(Stored data)
_ _ _ _ _ _ _

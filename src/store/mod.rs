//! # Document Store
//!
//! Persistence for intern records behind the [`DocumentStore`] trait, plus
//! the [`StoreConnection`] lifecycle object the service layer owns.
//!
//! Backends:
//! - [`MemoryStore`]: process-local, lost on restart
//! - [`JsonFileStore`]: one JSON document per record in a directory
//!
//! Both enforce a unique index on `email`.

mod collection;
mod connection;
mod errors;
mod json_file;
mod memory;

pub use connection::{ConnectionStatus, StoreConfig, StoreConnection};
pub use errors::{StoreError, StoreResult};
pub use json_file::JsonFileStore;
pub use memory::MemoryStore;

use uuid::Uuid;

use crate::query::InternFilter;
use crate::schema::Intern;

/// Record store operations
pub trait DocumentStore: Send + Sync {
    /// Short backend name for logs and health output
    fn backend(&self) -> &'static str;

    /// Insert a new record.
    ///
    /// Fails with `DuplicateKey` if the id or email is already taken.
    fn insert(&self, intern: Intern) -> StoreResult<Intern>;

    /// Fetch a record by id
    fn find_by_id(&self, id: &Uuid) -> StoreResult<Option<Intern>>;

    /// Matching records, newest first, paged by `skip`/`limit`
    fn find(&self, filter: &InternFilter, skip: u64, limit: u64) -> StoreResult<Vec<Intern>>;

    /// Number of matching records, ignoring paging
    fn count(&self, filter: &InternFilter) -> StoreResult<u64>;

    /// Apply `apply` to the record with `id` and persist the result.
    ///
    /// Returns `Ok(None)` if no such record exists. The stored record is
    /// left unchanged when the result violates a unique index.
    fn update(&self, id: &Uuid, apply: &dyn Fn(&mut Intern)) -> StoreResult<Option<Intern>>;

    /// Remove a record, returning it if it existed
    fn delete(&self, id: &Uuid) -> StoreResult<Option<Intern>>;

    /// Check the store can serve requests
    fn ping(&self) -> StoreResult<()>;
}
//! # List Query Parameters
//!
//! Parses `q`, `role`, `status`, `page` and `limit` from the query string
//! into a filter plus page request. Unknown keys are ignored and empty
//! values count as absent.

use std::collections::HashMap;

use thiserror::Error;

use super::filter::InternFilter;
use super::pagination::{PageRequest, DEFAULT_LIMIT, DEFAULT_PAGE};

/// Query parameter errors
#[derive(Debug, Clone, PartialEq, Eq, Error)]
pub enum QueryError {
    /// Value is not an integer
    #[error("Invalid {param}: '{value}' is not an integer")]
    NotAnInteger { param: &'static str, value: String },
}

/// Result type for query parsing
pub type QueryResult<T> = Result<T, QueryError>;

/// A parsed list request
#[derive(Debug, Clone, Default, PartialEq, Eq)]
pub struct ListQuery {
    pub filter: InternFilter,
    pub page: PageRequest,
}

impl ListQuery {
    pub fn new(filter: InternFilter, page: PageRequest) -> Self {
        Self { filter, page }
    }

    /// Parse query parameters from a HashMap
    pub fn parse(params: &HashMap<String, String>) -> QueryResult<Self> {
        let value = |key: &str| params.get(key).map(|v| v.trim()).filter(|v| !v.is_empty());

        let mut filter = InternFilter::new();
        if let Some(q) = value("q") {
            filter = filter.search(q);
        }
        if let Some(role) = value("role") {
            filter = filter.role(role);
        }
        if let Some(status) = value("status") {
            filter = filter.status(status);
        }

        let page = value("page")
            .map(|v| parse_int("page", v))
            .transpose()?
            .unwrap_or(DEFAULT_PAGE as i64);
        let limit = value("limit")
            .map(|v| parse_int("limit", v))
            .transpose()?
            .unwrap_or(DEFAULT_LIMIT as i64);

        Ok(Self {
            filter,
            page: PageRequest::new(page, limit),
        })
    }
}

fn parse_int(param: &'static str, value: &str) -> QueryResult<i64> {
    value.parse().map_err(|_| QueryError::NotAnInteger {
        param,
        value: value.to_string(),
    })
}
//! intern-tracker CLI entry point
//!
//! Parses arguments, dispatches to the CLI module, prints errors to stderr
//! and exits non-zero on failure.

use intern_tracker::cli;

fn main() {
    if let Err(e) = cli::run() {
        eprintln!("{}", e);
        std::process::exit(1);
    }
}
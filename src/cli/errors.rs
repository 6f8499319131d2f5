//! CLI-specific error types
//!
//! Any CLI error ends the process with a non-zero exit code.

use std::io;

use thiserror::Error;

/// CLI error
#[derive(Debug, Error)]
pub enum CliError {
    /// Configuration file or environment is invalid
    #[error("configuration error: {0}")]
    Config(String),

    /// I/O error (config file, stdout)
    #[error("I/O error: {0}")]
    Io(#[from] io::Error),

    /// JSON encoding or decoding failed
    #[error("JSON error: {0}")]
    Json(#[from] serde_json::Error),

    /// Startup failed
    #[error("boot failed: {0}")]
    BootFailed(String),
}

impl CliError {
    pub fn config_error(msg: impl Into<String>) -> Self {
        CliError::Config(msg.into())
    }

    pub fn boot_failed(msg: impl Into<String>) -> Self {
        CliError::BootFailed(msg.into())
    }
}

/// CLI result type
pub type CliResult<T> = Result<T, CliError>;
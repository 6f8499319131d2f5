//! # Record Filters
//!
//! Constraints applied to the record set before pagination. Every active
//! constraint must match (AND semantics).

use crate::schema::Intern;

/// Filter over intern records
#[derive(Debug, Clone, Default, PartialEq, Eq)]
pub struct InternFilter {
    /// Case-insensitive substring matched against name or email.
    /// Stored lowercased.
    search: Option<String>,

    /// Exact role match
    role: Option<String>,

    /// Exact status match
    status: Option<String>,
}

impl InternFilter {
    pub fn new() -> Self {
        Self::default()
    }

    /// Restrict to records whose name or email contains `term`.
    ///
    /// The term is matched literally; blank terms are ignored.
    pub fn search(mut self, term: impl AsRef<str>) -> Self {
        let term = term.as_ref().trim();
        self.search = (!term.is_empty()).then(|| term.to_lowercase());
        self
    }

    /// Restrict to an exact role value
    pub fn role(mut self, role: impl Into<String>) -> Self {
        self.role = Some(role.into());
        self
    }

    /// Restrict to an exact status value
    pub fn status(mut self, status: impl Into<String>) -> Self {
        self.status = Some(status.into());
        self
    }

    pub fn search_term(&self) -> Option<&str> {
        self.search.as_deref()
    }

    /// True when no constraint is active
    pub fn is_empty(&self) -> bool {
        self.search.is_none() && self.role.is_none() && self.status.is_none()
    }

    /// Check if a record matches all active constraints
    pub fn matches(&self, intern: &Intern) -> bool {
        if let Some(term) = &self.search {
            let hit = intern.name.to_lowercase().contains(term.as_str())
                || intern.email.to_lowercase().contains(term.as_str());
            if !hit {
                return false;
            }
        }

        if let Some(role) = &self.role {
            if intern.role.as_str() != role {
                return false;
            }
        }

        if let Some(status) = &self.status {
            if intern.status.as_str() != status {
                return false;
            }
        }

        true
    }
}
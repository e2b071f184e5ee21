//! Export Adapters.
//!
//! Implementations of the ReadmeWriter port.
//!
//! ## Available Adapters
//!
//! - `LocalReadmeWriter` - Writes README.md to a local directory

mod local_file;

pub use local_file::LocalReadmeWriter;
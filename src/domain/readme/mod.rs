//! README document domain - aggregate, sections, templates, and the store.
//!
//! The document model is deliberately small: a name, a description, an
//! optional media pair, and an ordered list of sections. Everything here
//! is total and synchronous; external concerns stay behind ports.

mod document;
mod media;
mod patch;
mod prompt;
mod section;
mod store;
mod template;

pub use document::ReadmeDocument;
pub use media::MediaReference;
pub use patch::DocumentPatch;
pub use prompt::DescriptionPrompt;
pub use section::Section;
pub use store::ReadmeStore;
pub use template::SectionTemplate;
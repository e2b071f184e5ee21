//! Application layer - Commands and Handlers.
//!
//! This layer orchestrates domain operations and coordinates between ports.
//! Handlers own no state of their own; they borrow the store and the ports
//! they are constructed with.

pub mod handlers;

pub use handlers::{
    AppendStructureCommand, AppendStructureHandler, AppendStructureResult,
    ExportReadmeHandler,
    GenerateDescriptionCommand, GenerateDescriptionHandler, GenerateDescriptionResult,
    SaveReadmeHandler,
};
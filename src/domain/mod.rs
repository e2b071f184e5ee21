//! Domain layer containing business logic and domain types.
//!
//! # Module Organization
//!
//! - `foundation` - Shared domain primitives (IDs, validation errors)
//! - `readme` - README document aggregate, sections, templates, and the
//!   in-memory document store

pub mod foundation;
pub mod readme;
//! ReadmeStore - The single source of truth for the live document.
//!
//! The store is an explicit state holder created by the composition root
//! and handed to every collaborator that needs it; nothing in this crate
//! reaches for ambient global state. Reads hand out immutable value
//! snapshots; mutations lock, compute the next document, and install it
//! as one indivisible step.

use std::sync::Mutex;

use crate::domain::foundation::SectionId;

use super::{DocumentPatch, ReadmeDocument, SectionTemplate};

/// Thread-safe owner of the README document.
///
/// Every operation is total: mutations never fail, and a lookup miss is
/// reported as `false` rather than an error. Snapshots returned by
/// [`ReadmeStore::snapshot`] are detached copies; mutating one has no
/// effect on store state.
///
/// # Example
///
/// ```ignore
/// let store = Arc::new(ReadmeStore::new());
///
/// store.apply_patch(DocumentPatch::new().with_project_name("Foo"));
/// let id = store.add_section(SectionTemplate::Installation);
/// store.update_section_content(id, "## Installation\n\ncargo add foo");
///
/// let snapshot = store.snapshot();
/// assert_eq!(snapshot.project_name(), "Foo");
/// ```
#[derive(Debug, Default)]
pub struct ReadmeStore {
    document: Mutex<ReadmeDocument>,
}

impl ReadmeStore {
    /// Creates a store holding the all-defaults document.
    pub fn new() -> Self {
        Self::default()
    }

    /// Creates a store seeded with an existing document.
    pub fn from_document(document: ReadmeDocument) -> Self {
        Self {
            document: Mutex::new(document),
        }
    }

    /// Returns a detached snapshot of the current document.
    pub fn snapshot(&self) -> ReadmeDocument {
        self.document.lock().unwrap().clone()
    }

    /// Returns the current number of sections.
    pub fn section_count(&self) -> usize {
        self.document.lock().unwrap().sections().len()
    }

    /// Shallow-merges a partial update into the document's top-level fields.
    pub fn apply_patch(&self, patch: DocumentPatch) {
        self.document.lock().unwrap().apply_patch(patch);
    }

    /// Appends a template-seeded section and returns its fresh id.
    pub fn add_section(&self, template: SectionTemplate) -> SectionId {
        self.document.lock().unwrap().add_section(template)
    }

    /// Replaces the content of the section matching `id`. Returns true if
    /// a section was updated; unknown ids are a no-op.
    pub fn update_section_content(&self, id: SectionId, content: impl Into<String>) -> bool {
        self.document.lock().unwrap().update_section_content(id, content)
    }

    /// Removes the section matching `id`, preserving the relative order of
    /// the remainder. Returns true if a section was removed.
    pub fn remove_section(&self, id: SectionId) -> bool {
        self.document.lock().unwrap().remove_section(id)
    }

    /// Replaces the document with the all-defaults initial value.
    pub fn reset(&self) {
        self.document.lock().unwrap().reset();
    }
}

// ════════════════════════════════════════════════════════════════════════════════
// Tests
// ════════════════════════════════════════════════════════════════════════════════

_ _ _ _ _ _ _

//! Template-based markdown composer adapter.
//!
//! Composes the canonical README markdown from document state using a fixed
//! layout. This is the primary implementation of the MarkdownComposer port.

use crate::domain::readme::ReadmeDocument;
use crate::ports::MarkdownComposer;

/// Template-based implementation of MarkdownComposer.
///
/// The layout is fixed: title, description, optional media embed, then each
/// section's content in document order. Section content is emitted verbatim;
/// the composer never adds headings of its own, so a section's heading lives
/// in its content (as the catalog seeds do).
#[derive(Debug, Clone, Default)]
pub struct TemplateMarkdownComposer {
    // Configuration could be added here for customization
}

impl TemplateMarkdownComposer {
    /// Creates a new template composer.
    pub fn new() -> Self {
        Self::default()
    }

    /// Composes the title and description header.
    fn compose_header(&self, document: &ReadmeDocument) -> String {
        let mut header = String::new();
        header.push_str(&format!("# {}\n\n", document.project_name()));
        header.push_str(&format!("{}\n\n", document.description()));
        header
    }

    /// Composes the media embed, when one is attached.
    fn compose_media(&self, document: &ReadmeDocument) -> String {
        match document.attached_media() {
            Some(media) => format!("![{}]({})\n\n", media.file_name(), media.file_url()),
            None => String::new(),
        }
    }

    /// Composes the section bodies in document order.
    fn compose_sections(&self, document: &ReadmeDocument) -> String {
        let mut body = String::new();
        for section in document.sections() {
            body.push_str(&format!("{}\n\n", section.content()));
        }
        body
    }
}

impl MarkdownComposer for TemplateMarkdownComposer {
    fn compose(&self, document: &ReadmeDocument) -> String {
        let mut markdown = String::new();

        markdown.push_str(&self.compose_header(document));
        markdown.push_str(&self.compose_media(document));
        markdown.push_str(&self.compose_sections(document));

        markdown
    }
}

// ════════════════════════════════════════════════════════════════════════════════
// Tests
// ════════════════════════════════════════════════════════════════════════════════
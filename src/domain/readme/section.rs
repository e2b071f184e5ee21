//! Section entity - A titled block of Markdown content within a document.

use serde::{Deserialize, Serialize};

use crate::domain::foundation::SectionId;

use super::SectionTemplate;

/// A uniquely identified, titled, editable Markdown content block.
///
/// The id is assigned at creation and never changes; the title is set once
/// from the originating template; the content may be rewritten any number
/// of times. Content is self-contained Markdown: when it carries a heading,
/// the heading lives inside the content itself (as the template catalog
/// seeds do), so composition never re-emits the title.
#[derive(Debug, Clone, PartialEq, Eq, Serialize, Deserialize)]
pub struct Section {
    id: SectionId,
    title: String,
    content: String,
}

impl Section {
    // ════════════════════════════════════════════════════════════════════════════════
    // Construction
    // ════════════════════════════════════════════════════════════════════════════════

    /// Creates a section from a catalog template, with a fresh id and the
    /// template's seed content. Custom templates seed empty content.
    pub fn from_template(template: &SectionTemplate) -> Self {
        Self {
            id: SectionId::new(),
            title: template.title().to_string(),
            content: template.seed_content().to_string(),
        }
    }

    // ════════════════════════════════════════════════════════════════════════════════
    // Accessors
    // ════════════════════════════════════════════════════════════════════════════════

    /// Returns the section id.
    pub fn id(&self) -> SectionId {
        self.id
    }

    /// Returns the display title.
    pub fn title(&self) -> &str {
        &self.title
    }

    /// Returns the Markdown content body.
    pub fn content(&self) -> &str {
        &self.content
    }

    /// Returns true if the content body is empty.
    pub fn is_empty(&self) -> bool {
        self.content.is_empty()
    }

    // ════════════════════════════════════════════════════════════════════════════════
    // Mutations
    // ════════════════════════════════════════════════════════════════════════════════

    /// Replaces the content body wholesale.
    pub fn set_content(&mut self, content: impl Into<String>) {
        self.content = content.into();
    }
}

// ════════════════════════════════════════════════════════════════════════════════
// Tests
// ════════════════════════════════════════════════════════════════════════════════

_ _ _ _ _ _ _

**Exercise**
The lines above that hold "QueryResult" are the result; show every one of them.

**Exercise result**
pub type QueryResult<T> = Result<T, QueryError>;
    pub fn parse(params: &HashMap<String, String>) -> QueryResult<Self> {
fn parse_int(param: &'static str, value: &str) -> QueryResult<i64> {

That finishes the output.